The purpose of this clinical trial is to compare Utidelone with Docetaxel in patients with locally advanced or metastatic non-small cell lung cancer previously failed platinum-containing chemotherapy regimens. This phase III, open-label, randomized controlled trial aims to evaluate and compare the efficacy and safety of Utidelone and Docetaxel in the aforementioned lung cancers.

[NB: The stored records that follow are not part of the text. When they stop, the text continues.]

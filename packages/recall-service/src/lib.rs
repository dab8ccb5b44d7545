pub mod delete;
pub mod ingest;
pub mod list;
pub mod search;

use std::{future::Future, pin::Pin, sync::Arc};

use uuid::Uuid;

pub use delete::{DeleteRequest, DeleteResponse};
pub use ingest::{IngestMessage, IngestRequest, IngestResponse};
pub use list::{ConversationListItem, ListResponse};
pub use search::{
	ContextMessage, ConversationHeader, EnrichedMatch, Match, SearchMatches, SearchRequest,
	SearchResponse,
};

use recall_config::{Config, EmbeddingProviderConfig};
use recall_domain::normalize;
use recall_storage::{
	db::Db,
	models::{
		ConversationRecord, ConversationSummary, ConversationUpsert, IngestReceipt, MessageRecord,
		NewMessage, RankQuery, RankedMessage,
	},
	queries,
};

pub type ServiceResult<T> = Result<T, ServiceError>;

pub type StoreResult<T> = recall_storage::Result<T>;

pub type BoxFuture<'a, T> = Pin<Box<dyn Future<Output = T> + Send + 'a>>;

/// Seam to the embedding model service: text in, fixed-dimension vectors
/// out. The default implementation forwards to `recall-providers`.
pub trait EmbeddingProvider
where
	Self: Send + Sync,
{
	fn embed<'a>(
		&'a self,
		cfg: &'a EmbeddingProviderConfig,
		texts: &'a [String],
	) -> BoxFuture<'a, recall_providers::Result<Vec<Vec<f32>>>>;
}

/// Seam to the storage collaborator. The ranking contract behind
/// `rank_messages` is the one piece of external behavior the search core
/// depends on bit-exactly; see `recall_storage::queries::rank_messages`.
pub trait ConversationStore
where
	Self: Send + Sync,
{
	fn find_conversation<'a>(
		&'a self,
		external_ref: &'a str,
	) -> BoxFuture<'a, StoreResult<Option<ConversationRecord>>>;

	fn conversation_by_id<'a>(
		&'a self,
		conversation_id: Uuid,
	) -> BoxFuture<'a, StoreResult<Option<ConversationRecord>>>;

	fn rank_messages<'a>(
		&'a self,
		query: &'a RankQuery,
	) -> BoxFuture<'a, StoreResult<Vec<RankedMessage>>>;

	fn conversation_messages<'a>(
		&'a self,
		conversation_id: Uuid,
	) -> BoxFuture<'a, StoreResult<Vec<MessageRecord>>>;

	fn commit_ingest<'a>(
		&'a self,
		conversation: &'a ConversationUpsert,
		messages: &'a [NewMessage],
	) -> BoxFuture<'a, StoreResult<IngestReceipt>>;

	fn list_conversations<'a>(&'a self) -> BoxFuture<'a, StoreResult<Vec<ConversationSummary>>>;

	fn delete_conversation<'a>(&'a self, conversation_id: Uuid) -> BoxFuture<'a, StoreResult<u64>>;
}

#[derive(Debug)]
pub enum ServiceError {
	InvalidRequest { message: String },
	InvalidScope { conversation_ref: String },
	NotFound { message: String },
	Provider { message: String },
	Storage { message: String },
}
impl std::fmt::Display for ServiceError {
	fn fmt(&self, f: &mut std::fmt::Formatter<'_>) -> std::fmt::Result {
		match self {
			Self::InvalidRequest { message } => write!(f, "Invalid request: {message}"),
			Self::InvalidScope { conversation_ref } => {
				write!(f, "Unknown conversation: {conversation_ref}")
			},
			Self::NotFound { message } => write!(f, "Not found: {message}"),
			Self::Provider { message } => write!(f, "Provider error: {message}"),
			Self::Storage { message } => write!(f, "Storage error: {message}"),
		}
	}
}
impl std::error::Error for ServiceError {}
impl From<recall_storage::Error> for ServiceError {
	fn from(err: recall_storage::Error) -> Self {
		Self::Storage { message: err.to_string() }
	}
}
impl From<recall_providers::Error> for ServiceError {
	fn from(err: recall_providers::Error) -> Self {
		Self::Provider { message: err.to_string() }
	}
}

pub struct RecallService {
	pub cfg: Config,
	pub store: Arc<dyn ConversationStore>,
	pub embedding: Arc<dyn EmbeddingProvider>,
}
impl RecallService {
	pub fn new(cfg: Config, db: Db) -> Self {
		Self {
			cfg,
			store: Arc::new(PgConversationStore::new(db)),
			embedding: Arc::new(DefaultEmbedding),
		}
	}

	pub fn with_parts(
		cfg: Config,
		store: Arc<dyn ConversationStore>,
		embedding: Arc<dyn EmbeddingProvider>,
	) -> Self {
		Self { cfg, store, embedding }
	}

	/// Collapse newlines, request a single embedding, and verify its
	/// dimensionality against the configured vector size.
	pub(crate) async fn embed_text(&self, text: &str) -> ServiceResult<Vec<f32>> {
		let normalized = normalize::collapse_newlines(text);
		let vectors = self.embedding.embed(&self.cfg.providers.embedding, &[normalized]).await?;
		let Some(vec) = vectors.into_iter().next() else {
			return Err(ServiceError::Provider {
				message: "Embedding provider returned no vectors.".to_string(),
			});
		};

		if vec.len() != self.cfg.providers.embedding.dimensions as usize {
			return Err(ServiceError::Provider {
				message: "Embedding vector dimension mismatch.".to_string(),
			});
		}

		Ok(vec)
	}
}

struct DefaultEmbedding;
impl EmbeddingProvider for DefaultEmbedding {
	fn embed<'a>(
		&'a self,
		cfg: &'a EmbeddingProviderConfig,
		texts: &'a [String],
	) -> BoxFuture<'a, recall_providers::Result<Vec<Vec<f32>>>> {
		Box::pin(recall_providers::embedding::embed(cfg, texts))
	}
}

/// Postgres-backed [`ConversationStore`] forwarding to
/// `recall_storage::queries`.
pub struct PgConversationStore {
	db: Db,
}
impl PgConversationStore {
	pub fn new(db: Db) -> Self {
		Self { db }
	}

	pub fn db(&self) -> &Db {
		&self.db
	}
}
impl ConversationStore for PgConversationStore {
	fn find_conversation<'a>(
		&'a self,
		external_ref: &'a str,
	) -> BoxFuture<'a, StoreResult<Option<ConversationRecord>>> {
		Box::pin(queries::find_conversation(&self.db, external_ref))
	}

	fn conversation_by_id<'a>(
		&'a self,
		conversation_id: Uuid,
	) -> BoxFuture<'a, StoreResult<Option<ConversationRecord>>> {
		Box::pin(queries::conversation_by_id(&self.db, conversation_id))
	}

	fn rank_messages<'a>(
		&'a self,
		query: &'a RankQuery,
	) -> BoxFuture<'a, StoreResult<Vec<RankedMessage>>> {
		Box::pin(queries::rank_messages(&self.db, query))
	}

	fn conversation_messages<'a>(
		&'a self,
		conversation_id: Uuid,
	) -> BoxFuture<'a, StoreResult<Vec<MessageRecord>>> {
		Box::pin(queries::conversation_messages(&self.db, conversation_id))
	}

	fn commit_ingest<'a>(
		&'a self,
		conversation: &'a ConversationUpsert,
		messages: &'a [NewMessage],
	) -> BoxFuture<'a, StoreResult<IngestReceipt>> {
		Box::pin(queries::commit_ingest(&self.db, conversation, messages))
	}

	fn list_conversations<'a>(&'a self) -> BoxFuture<'a, StoreResult<Vec<ConversationSummary>>> {
		Box::pin(queries::list_conversations(&self.db))
	}

	fn delete_conversation<'a>(&'a self, conversation_id: Uuid) -> BoxFuture<'a, StoreResult<u64>> {
		Box::pin(queries::delete_conversation(&self.db, conversation_id))
	}
}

Condition or Disease Intervention/Treatment Phase
  • Drug: Utidelone Injection
  • Drug: Docetaxel Injection
 Phase 3

Detailed Description

In this study, 612 patients will be screened, enrolled and randomly assigned in a 1:1 ratio to either the Utidelone (40 mg/m2/d intravenously once daily on days 1-5) treatment or the docetaxel (75 mg/m2/d, intravenously once on day 1) control group, stratified by prior immunotherapy status (PD-1/PD-L1 vs. no PD-1/PD-L1). Both groups will be treated in a 21-day cycle until disease progression or an occurrence of intolerable toxicities. Tumor assessments will be performed at baseline and every 6 weeks (±7 days) after randomization and continued until disease progression as assessed by RECIST v1.1 criteria, with or without discontinuation of study treatment; the EORTC QLQ-C30 questionnaire will be used to assess patients' quality of life based on a signed informed consent.

Study Design

Study Type:
Interventional
Anticipated Enrollment :
612 participants
Allocation:
Randomized
Intervention Model:
Parallel Assignment
Masking:
None (Open Label)
Primary Purpose:
Treatment
Official Title:
A Phase III, Open-label, Randomized, Controlled Clinical Study of Utidelone Versus Docetaxel in Patients With Locally Advanced or Metastatic Non-Small Cell Lung Cancer Previously Failed Platinum-containing Chemotherapy Regimens
Anticipated Study Start Date :
Jan 15, 2023
Anticipated Primary Completion Date :
Jun 15, 2025
Anticipated Study Completion Date :
Dec 31, 2025

Arms and Interventions

Arm Intervention/Treatment
Experimental: The treatment group-Utidelone monotherapy

Drug: Utidelone Injection Dose: 40 mg/m2/d intravenously Regimen: once daily on days 1-5 in a 21-day cycle

Drug: Utidelone Injection
Pretreatment: diphenhydramine 40 mg by intramuscular injection or oral administration, and dexamethasone10 mg and cimetidine 300 mg by intravenous injection 30 minutes prior to Utidelone iv drip at the first day of each cycle. The dose of dexamethasone and diphenhydramine can be halved by the physician based on patient's condition in the following day through the fifth day in each cycle, as detailed in the protocol. Dexamethasone 8 mg per oral, bid, one day prior to docetaxel iv drip for 3 days. The treatment group will be treated with Utidelone Injection at 40 mg/m2/d intravenously once daily on days 1-5 in a 21-day cycle until disease progression or an occurrence of intolerable toxicities.
Active Comparator: The control group-Docetaxel monotherapy

Drug: Docetaxel Injection Dose:75 mg/m2/d, administered intravenously Regimen: once on day 1 in a 21-day cycle

Drug: Docetaxel Injection
Pretreatment: Dexamethasone should be administered orally for 3 days at 16 mg per day (8 mg twice daily), starting one day before the start of Docetaxel. The control group will be treated with Docetaxel Injection at 75 mg/m2/d, administered intravenously once on day 1. Patients in this group will be treated in 21-day cycles until disease progression or intolerable toxicities occurs.

Outcome Measures

Primary Outcome Measures

  1. Overall Survival [36 months]

    Comparing the OS of Utidelone and Docetaxel for locally advanced or metastatic non-small cell lung cancer patients who previously failed Platinum-containing chemotherapy regimens

Secondary Outcome Measures

  1. Progression Free Survival [36 months]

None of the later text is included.